Don Dieguito, el portero de la escuela, dijo que nadie había salido, que él había estado en la puerta todo el tiempo.

Pues Ernesto Llamas desapareció misteriosamente esa noche. Pero también desapareció el dinero de las entradas.

—¡El fue el único que entró a la dirección! ¡Me pidió permiso para usar el teléfono! —decía la directora. Y algunos papás incrédulos dijeron: “Qué casualidad que ahí tenía el dinero”.
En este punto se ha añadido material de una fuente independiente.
//! Game action protocol.
//!
//! Every player-initiated world mutation is a [`GameAction`]: a single-use
//! command with a pure [`query`](GameAction::query) phase that validates and
//! prices the change, and an [`execute`](GameAction::execute) phase that
//! re-validates against the current world and applies it. Actions stream
//! themselves through a [`DataSerialiser`] so a remote peer can rebuild and
//! replay them exactly.
//!
//! # Module Structure
//!
//! - `result`: [`ActionResult`] and [`Status`]
//! - `flags`: static [`ActionFlags`] and per-instance [`CommandFlags`]
//! - `envelope`: fields shared by every action on the wire
//! - `visitor`: parameter introspection
//! - `banner_remove`, `player_set_group`, `tile_modify`: concrete actions
mod banner_remove;
mod envelope;
mod flags;
mod player_set_group;
mod result;
mod string_id;
mod tile_modify;
mod visitor;

#[cfg(test)]
pub(crate) mod testing;

pub use banner_remove::BannerRemoveAction;
pub use envelope::ActionEnvelope;
pub use flags::{ActionFlags, CommandFlags};
pub use player_set_group::PlayerSetGroupAction;
pub use result::{ActionResult, Status};
pub use string_id::StringId;
pub use tile_modify::{TileModifyAction, TileModifyType};
pub use visitor::{ParameterList, ParameterVisitor};

use std::fmt;

use crate::env::GameEnv;
use crate::serialise::{DataSerialiser, SerialiseError};
use crate::state::{GameState, Permissions, PlayerId};

/// Stable wire tag naming an action type.
#[derive(
    Clone,
    Copy,
    Debug,
    PartialEq,
    Eq,
    Hash,
    strum::FromRepr,
    strum::IntoStaticStr,
    strum::EnumIter,
)]
#[cfg_attr(feature = "serde", derive(serde::Serialize, serde::Deserialize))]
#[strum(serialize_all = "snake_case")]
#[repr(u32)]
pub enum GameCommand {
    RemoveBanner = 51,
    SetPlayerGroup = 63,
    ModifyTile = 75,
}

impl GameCommand {
    /// Permission a networked player's group must grant to issue the command.
    pub fn required_permission(self) -> Permissions {
        match self {
            GameCommand::RemoveBanner => Permissions::SCENERY,
            GameCommand::SetPlayerGroup => Permissions::SET_PLAYER_GROUP,
            GameCommand::ModifyTile => Permissions::MODIFY_TILE,
        }
    }

    pub fn as_snake_case(self) -> &'static str {
        self.into()
    }
}

impl fmt::Display for GameCommand {
    fn fmt(&self, f: &mut fmt::Formatter<'_>) -> fmt::Result {
        f.write_str(self.as_snake_case())
    }
}

/// Validate-then-execute command contract.
///
/// `query` must leave the world untouched; `execute` must re-run every check
/// `query` performs before mutating, since the world may have changed between
/// the two calls. Both report failures through [`ActionResult`].
pub trait GameAction: fmt::Debug {
    fn action_type(&self) -> GameCommand;

    fn envelope(&self) -> &ActionEnvelope;

    fn envelope_mut(&mut self) -> &mut ActionEnvelope;

    /// Static execution properties. Actions OR their own bits onto the base.
    fn action_flags(&self) -> ActionFlags {
        ActionFlags::empty()
    }

    /// Streams the action-specific parameters.
    fn serialise_parameters(&mut self, stream: &mut DataSerialiser) -> Result<(), SerialiseError>;

    /// Streams the envelope followed by the parameters.
    ///
    /// # Errors
    ///
    /// In read mode, fails on a truncated payload, a mismatching type tag, or
    /// a parameter outside its domain.
    fn serialise(&mut self, stream: &mut DataSerialiser) -> Result<(), SerialiseError> {
        let command = self.action_type();
        self.envelope_mut().serialise(command, stream)?;
        self.serialise_parameters(stream)
    }

    /// Exposes every streamed parameter to `visitor`, in stream order.
    fn accept_parameters(&self, visitor: &mut dyn ParameterVisitor);

    fn query(&self, state: &GameState, env: &GameEnv<'_>) -> ActionResult;

    fn execute(&self, state: &mut GameState, env: &GameEnv<'_>) -> ActionResult;

    fn flags(&self) -> CommandFlags {
        self.envelope().flags
    }

    fn player(&self) -> PlayerId {
        self.envelope().player
    }
}

/// Closed set of concrete actions.
#[derive(Clone, Debug, PartialEq, Eq)]
pub enum Action {
    BannerRemove(BannerRemoveAction),
    PlayerSetGroup(PlayerSetGroupAction),
    TileModify(TileModifyAction),
}

macro_rules! delegate {
    ($self:expr, $action:ident => $body:expr) => {
        match $self {
            Action::BannerRemove($action) => $body,
            Action::PlayerSetGroup($action) => $body,
            Action::TileModify($action) => $body,
        }
    };
}

impl Action {
    /// Default-constructed action of the given type, ready to be read into.
    pub fn create(command: GameCommand) -> Self {
        match command {
            GameCommand::RemoveBanner => Self::BannerRemove(BannerRemoveAction::default()),
            GameCommand::SetPlayerGroup => Self::PlayerSetGroup(PlayerSetGroupAction::default()),
            GameCommand::ModifyTile => Self::TileModify(TileModifyAction::default()),
        }
    }

    #[must_use]
    pub fn with_flags(mut self, flags: CommandFlags) -> Self {
        self.envelope_mut().flags = flags;
        self
    }

    #[must_use]
    pub fn with_player(mut self, player: PlayerId) -> Self {
        self.envelope_mut().player = player;
        self
    }

    /// Wire form: envelope then parameters.
    ///
    /// # Errors
    ///
    /// Writing does not fail in practice; the error is the stream's.
    pub fn encode(&self) -> Result<Vec<u8>, SerialiseError> {
        let mut stream = DataSerialiser::writer();
        self.clone().serialise(&mut stream)?;
        Ok(stream.into_bytes())
    }

    /// Rebuilds an action from its wire form.
    ///
    /// # Errors
    ///
    /// Fails on an unknown type tag, a truncated or malformed payload, or
    /// trailing bytes.
    pub fn decode(bytes: &[u8]) -> Result<Self, SerialiseError> {
        let mut stream = DataSerialiser::reader(bytes);
        let tag = u32::from_be_bytes(stream.peek_array()?);
        let command = GameCommand::from_repr(tag).ok_or(SerialiseError::UnknownCommand(tag))?;
        let mut action = Self::create(command);
        action.serialise(&mut stream)?;
        stream.finish()?;
        Ok(action)
    }

    /// Envelope and parameters rendered as `name = value` pairs.
    pub fn describe(&self) -> String {
        let mut stream = DataSerialiser::logger();
        match self.clone().serialise(&mut stream) {
            Ok(()) => stream.log_line(),
            Err(err) => format!("<{err}>"),
        }
    }
}

impl GameAction for Action {
    fn action_type(&self) -> GameCommand {
        delegate!(self, action => action.action_type())
    }

    fn envelope(&self) -> &ActionEnvelope {
        delegate!(self, action => action.envelope())
    }

    fn envelope_mut(&mut self) -> &mut ActionEnvelope {
        delegate!(self, action => action.envelope_mut())
    }

    fn action_flags(&self) -> ActionFlags {
        delegate!(self, action => action.action_flags())
    }

    fn serialise_parameters(&mut self, stream: &mut DataSerialiser) -> Result<(), SerialiseError> {
        delegate!(self, action => action.serialise_parameters(stream))
    }

    fn accept_parameters(&self, visitor: &mut dyn ParameterVisitor) {
        delegate!(self, action => action.accept_parameters(visitor))
    }

    fn query(&self, state: &GameState, env: &GameEnv<'_>) -> ActionResult {
        delegate!(self, action => action.query(state, env))
    }

    fn execute(&self, state: &mut GameState, env: &GameEnv<'_>) -> ActionResult {
        delegate!(self, action => action.execute(state, env))
    }
}

impl From<BannerRemoveAction> for Action {
    fn from(action: BannerRemoveAction) -> Self {
        Self::BannerRemove(action)
    }
}

impl From<PlayerSetGroupAction> for Action {
    fn from(action: PlayerSetGroupAction) -> Self {
        Self::PlayerSetGroup(action)
    }
}

impl From<TileModifyAction> for Action {
    fn from(action: TileModifyAction) -> Self {
        Self::TileModify(action)
    }
}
Localizaron al novio de la hermana de Salomón, que dizque lo había recomendado, y él dijo que no conocía a ningún Ernesto Llamas y que él no había mandado a nadie. El misterio seguía.

Entre los alumnos empezó a correr el rumor de que aquel muchacho era un demonio de verdad, que por eso había desaparecido sin explicación.

Yo no quería creer eso.

—¿No te acuerdas qué feo olía? —me dijo mi amigo Rafa—. Como a azufre.

—¿Y a qué huele el azufre? —pregunté yo.

—Pues a… ¡diablos! —contestó, y nos reímos mucho. Pero al rato me empezó a dar algo de miedo, y pensé: “¿Qué tal que sea cierto?” Me acordé de su cara enojada diciéndome: “¡Me las vas a pagar!”.

Bueno, si alguna vez se me aparece para vengarse por lo que le hice, le voy a decir que primero castigue a Paty, total, yo sólo le dejé su rabo mordisqueado, pero ella de seguro le rompió alguno de sus diabólicos huesitos.